> _Data for this exercise_
::::::

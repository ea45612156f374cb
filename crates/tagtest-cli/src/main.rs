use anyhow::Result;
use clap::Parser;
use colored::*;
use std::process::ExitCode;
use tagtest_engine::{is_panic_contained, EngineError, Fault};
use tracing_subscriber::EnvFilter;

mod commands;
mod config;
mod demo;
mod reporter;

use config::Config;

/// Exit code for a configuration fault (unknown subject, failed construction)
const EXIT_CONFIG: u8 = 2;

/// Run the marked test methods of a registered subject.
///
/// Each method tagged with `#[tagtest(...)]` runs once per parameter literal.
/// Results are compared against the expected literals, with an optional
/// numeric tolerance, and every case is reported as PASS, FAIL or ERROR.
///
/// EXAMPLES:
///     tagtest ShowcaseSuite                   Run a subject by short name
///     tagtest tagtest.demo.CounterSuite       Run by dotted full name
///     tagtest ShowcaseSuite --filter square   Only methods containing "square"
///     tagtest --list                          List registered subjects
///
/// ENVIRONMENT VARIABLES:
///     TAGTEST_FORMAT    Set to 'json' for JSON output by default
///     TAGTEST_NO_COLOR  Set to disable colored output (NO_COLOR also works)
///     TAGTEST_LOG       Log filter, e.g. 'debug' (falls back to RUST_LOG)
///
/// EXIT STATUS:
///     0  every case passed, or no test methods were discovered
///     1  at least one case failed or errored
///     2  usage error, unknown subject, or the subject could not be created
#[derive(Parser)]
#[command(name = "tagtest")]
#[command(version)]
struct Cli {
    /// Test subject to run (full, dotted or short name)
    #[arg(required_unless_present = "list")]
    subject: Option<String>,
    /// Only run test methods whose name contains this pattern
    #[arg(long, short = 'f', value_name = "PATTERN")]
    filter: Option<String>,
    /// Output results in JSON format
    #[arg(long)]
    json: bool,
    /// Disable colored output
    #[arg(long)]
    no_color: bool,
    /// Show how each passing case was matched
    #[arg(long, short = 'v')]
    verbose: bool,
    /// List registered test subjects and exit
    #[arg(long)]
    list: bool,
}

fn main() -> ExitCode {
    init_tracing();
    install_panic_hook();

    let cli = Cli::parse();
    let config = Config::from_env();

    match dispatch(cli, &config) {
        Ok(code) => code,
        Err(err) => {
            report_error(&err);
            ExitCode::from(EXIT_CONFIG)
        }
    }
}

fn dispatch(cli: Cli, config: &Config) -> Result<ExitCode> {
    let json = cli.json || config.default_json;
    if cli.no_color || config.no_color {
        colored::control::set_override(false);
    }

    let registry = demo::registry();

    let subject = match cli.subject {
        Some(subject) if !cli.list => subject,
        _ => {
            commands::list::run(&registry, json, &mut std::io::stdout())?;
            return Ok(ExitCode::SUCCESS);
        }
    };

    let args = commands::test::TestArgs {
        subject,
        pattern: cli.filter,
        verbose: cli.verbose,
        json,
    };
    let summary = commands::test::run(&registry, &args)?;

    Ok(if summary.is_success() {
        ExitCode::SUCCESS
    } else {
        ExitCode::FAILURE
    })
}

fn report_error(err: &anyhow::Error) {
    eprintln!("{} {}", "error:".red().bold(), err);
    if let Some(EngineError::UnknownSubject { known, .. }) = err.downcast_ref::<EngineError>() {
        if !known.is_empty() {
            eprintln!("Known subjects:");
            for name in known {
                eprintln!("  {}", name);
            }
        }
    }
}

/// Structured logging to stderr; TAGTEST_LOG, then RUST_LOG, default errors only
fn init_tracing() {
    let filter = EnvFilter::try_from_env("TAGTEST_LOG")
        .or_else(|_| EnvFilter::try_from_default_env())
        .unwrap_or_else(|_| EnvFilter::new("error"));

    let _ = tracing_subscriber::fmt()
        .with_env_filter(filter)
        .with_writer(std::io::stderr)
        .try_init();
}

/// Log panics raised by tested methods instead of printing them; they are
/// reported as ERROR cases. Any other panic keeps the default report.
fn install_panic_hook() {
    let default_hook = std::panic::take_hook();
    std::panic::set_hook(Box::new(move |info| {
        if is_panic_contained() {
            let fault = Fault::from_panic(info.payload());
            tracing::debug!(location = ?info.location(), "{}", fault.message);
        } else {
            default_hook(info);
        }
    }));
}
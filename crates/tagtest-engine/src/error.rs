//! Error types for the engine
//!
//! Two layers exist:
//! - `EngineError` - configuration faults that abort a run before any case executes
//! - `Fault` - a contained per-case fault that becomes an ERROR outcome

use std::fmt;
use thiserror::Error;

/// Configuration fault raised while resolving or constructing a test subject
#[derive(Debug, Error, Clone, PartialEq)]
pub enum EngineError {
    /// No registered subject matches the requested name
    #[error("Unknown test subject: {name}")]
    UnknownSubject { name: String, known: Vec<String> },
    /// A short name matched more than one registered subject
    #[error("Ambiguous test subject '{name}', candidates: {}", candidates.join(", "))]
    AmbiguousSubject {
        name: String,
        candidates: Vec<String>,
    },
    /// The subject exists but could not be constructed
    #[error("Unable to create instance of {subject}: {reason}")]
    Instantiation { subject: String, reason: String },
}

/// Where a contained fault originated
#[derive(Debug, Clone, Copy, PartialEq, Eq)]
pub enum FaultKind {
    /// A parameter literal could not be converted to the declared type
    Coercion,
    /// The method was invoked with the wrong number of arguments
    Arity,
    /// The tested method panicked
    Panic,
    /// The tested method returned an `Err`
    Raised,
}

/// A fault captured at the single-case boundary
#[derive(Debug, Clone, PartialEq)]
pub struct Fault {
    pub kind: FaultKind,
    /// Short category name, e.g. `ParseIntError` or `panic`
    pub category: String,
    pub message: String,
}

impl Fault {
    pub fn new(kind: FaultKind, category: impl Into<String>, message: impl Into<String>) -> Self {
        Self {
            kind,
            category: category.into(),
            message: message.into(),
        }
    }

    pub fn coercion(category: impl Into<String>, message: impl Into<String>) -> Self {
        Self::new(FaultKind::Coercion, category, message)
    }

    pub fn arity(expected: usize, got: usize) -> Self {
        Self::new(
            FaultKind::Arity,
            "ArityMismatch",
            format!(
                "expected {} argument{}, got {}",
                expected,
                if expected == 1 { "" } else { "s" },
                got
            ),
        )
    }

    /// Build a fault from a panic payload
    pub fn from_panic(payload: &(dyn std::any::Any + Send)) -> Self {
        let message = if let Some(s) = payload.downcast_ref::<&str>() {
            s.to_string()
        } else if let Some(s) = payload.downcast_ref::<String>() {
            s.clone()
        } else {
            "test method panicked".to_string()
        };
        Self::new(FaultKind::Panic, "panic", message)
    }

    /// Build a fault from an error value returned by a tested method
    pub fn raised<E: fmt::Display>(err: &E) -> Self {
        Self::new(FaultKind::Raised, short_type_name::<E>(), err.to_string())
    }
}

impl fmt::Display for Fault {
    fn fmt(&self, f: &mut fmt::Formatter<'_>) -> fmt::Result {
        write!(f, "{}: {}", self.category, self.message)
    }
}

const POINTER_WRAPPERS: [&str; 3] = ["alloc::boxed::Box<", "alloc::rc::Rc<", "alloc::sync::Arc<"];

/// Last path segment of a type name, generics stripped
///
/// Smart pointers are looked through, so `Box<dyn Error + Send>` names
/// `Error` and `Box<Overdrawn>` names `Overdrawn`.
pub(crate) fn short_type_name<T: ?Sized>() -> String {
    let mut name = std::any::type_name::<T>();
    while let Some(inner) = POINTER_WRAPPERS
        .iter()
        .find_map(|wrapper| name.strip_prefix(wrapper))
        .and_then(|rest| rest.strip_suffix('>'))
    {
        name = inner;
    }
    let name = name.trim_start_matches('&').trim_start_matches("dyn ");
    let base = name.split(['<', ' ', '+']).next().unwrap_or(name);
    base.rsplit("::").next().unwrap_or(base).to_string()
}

::::::

> _Task details_
Only the lines from the start of the material through the line bearing "mod commands;" are needed, restated exactly, with both end lines included.

> _Result of the task_
repository ea45612156f374cb
filename crates/tagtest-cli/src/main.rs
use anyhow::Result;
use clap::Parser;
use colored::*;
use std::process::ExitCode;
use tagtest_engine::{is_panic_contained, EngineError, Fault};
use tracing_subscriber::EnvFilter;

mod commands;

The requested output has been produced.